Офицеры стоят, вытянув руки по швам. Им кажется до крайности бессмысленным, что они надеялись перетянуть к себе этих упорных и смелых людей. Офицеры моргают, стараясь сделать лицо вольным, даже насмешливым, но чем они больше стараются, тем сильнее обвисают и обессмысливаются их лица. Под конец чтения раздается вдруг голос рядового, того, что похож на треугольник. Он кричит, с усилием стягивая с тела ремни, поддерживавшие шашку:
— Опять генералы нас завожжать хотят? Верно, товарищ командующий? Чего мне к генералам ехать? Здесь мне житья нету, что ли?
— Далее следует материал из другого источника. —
//! Protocol error types.

use thiserror::Error;

/// Errors raised while decoding the PKCS#11 RPC wire format.
///
/// Every variant abandons the decode of a single message; the bytes were
/// already forwarded before decoding began. [`FrameTooLarge`] is the one
/// exception: it is raised at the framing layer, before any forwarding,
/// and costs the connection because the next frame boundary is unknowable.
///
/// [`FrameTooLarge`]: ProtocolError::FrameTooLarge
#[derive(Debug, Error)]
pub enum ProtocolError {
    #[error("truncated: needed {needed} bytes, {available} available")]
    Truncated { needed: usize, available: usize },

    #[error("unreasonable array length: {count} elements (max {max})")]
    UnreasonableLength { count: u32, max: u32 },

    #[error("frame too large: {size} bytes (max {max})")]
    FrameTooLarge { size: u32, max: u32 },

    #[error("format mismatch: expected {expected:?}, message carries {actual:?}")]
    FormatMismatch { expected: String, actual: String },

    #[error("unknown call id: {0}")]
    UnknownCall(u32),

    #[error("unrecognized buffer element type: {0:?}")]
    UnrecognizedBufferType(char),
}

#[cfg(test)]
mod tests {
    use super::*;

    #[test]
    fn test_display() {
        let err = ProtocolError::Truncated {
            needed: 8,
            available: 3,
        };
        assert!(err.to_string().contains("8"));
        assert!(err.to_string().contains("3"));

        let err = ProtocolError::FormatMismatch {
            expected: "uu".into(),
            actual: "u".into(),
        };
        assert!(err.to_string().contains("uu"));

        let err = ProtocolError::UnknownCall(70);
        assert!(err.to_string().contains("70"));
    }
}
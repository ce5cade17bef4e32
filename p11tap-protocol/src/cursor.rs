//! Cursor-based primitive readers for the big-endian wire encoding.

use crate::error::ProtocolError;
use crate::ABSENT_LENGTH;

/// A read cursor over a borrowed byte buffer.
///
/// Reads advance an internal offset; the underlying buffer is never
/// mutated. All integers are big-endian. Protocol ulongs are transmitted as
/// two 32-bit halves, not a native 8-byte word.
#[derive(Debug, Clone)]
pub struct Cursor<'a> {
    buf: &'a [u8],
    pos: usize,
}

impl<'a> Cursor<'a> {
    pub fn new(buf: &'a [u8]) -> Self {
        Self { buf, pos: 0 }
    }

    /// Number of unread bytes.
    pub fn remaining(&self) -> usize {
        self.buf.len() - self.pos
    }

    /// Offset of the next unread byte.
    pub fn position(&self) -> usize {
        self.pos
    }

    fn take(&mut self, n: usize) -> Result<&'a [u8], ProtocolError> {
        if self.remaining() < n {
            return Err(ProtocolError::Truncated {
                needed: n,
                available: self.remaining(),
            });
        }
        let slice = &self.buf[self.pos..self.pos + n];
        self.pos += n;
        Ok(slice)
    }

    /// Reads a 4-byte big-endian unsigned integer.
    pub fn read_u32(&mut self) -> Result<u32, ProtocolError> {
        let b = self.take(4)?;
        Ok(u32::from_be_bytes([b[0], b[1], b[2], b[3]]))
    }

    /// Reads a protocol ulong: two consecutive 32-bit big-endian halves
    /// combined as `(high << 32) | low`.
    pub fn read_u64(&mut self) -> Result<u64, ProtocolError> {
        let high = self.read_u32()? as u64;
        let low = self.read_u32()? as u64;
        Ok((high << 32) | low)
    }

    /// Reads a single byte.
    pub fn read_u8(&mut self) -> Result<u8, ProtocolError> {
        Ok(self.take(1)?[0])
    }

    /// Reads a length-prefixed byte blob.
    ///
    /// A length of [`ABSENT_LENGTH`] means the value is absent: the result
    /// is empty and no bytes beyond the length field are consumed.
    pub fn read_byte_array(&mut self) -> Result<&'a [u8], ProtocolError> {
        let len = self.read_u32()?;
        if len == ABSENT_LENGTH {
            return Ok(&[]);
        }
        self.take(len as usize)
    }

    /// Reads exactly `n` raw bytes.
    pub fn read_bytes(&mut self, n: usize) -> Result<&'a [u8], ProtocolError> {
        self.take(n)
    }

    /// Returns the last four unread bytes as a big-endian u32 without
    /// advancing the cursor. Used for the result code trailing an ERROR
    /// response.
    pub fn peek_trailing_u32(&self) -> Result<u32, ProtocolError> {
        if self.remaining() < 4 {
            return Err(ProtocolError::Truncated {
                needed: 4,
                available: self.remaining(),
            });
        }
        let b = &self.buf[self.buf.len() - 4..];
        Ok(u32::from_be_bytes([b[0], b[1], b[2], b[3]]))
    }
}
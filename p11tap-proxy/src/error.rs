//! Proxy error types.

use p11tap_protocol::ProtocolError;
use std::net::SocketAddr;
use thiserror::Error;

/// Errors terminating a relay or the listener.
#[derive(Debug, Error)]
pub enum ProxyError {
    #[error("I/O error: {0}")]
    Io(#[from] std::io::Error),

    #[error("protocol error: {0}")]
    Protocol(#[from] ProtocolError),

    #[error("peer closed connection mid-frame: expected {expected} bytes, got {got}")]
    TruncatedFrame { expected: usize, got: usize },

    #[error("failed to connect to upstream {addr}: {source}")]
    UpstreamConnect {
        addr: SocketAddr,
        source: std::io::Error,
    },
}

#[cfg(test)]
mod tests {
    use super::*;

    #[test]
    fn test_display() {
        let err = ProxyError::TruncatedFrame {
            expected: 4,
            got: 1,
        };
        assert!(err.to_string().contains("mid-frame"));

        let err = ProxyError::UpstreamConnect {
            addr: "127.0.0.1:2346".parse().unwrap(),
            source: std::io::Error::new(std::io::ErrorKind::ConnectionRefused, "refused"),
        };
        assert!(err.to_string().contains("127.0.0.1:2346"));
    }
}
Мшистые глаза его раскрыты на мир, он даже в движениях своих приобретает некоторую ловкость; в этом дремучем лесу, в непроходимой тайге, вдруг обнаруживается золотая россыпь. Его заливает обширная, хорошо знакомая всем бойцам радость творчества и свободы. Он бросает шашку под ноги офицеру и кричит:
— Остаюсь я, ваше благородие, при бедном казачестве для его защиты! Прокляты вы и людьми и богом! Не желаю я носить народного проклятия!
Офицеры молча берут бумагу из рук Ворошилова и идут к коням. Неприветливый ответ везут они генералу Краснову!
— И все-таки наш Пархоменко красивей, — говорит Ворошилов, глядя им вслед.
Когда штаб возвращался к месту, замечают, что огромный курган уменьшился сильно, почти наполовину.
В лагере пахнет рыбой. За полкилометра можно различить сияющие лица поваров.
Из палатки тоже несет запахом рыбы. Посредине палатки сколочен стол из теса. Он накрыт великолепно вышитой украинской скатертью: ее сегодня преподнесли командарму крестьяне — строители моста. На скатерти длинное отливающее серебром блюдо: кузнецы, увидав, что повара несут свой дар в миске, возмутились и тут же выгнули блюдо из белой жести. На блюде — голова сома, части из середины, боков, словно повара и сами не знают, откуда бы взять лучше.
Но командарм и его штаб смотрят не в палатку. Они смотрят на Дон и на курган, будто согнувшийся. И небо и вода как бы покрыты легким серебром, и кажется, что ночь хочет перебелить весь мир заново. Если чуть отвести глаза от кургана, прямо перед тобой встанет мост. Мост обращен к ним прямо въездом, так что пролома не видно, и мост кажется целым — на минуту можно подумать, что паровозы уже разводят пары, чтобы двинуться вперед. Всем очень хорошо.
Седоусый старик в соломенной шляпе, тот старшина обоза, что разговаривал с Пархоменко у балочки, когда Ламычев встречал Лизу, уловил чувства штаба и, чтобы не потревожить их, тихо шепчет на ухо Пархоменко:
— Как же это так, товарищ уполномоченный? Мой обоз-то меньше всех кургана сдвинул. А почему? А потому, что колесной мази мало дают из снабарма. А мой обоз самый революционный из всех обозов, вот возьми меня сатана, товарищ уполномоченный!..
В ту же ночь на рассвете Пархоменко в сопровождении двух своих ординарцев переплыл, держась за гриву коня, через Дон и углубился в степь. Обходным путем он скакал к Царицыну.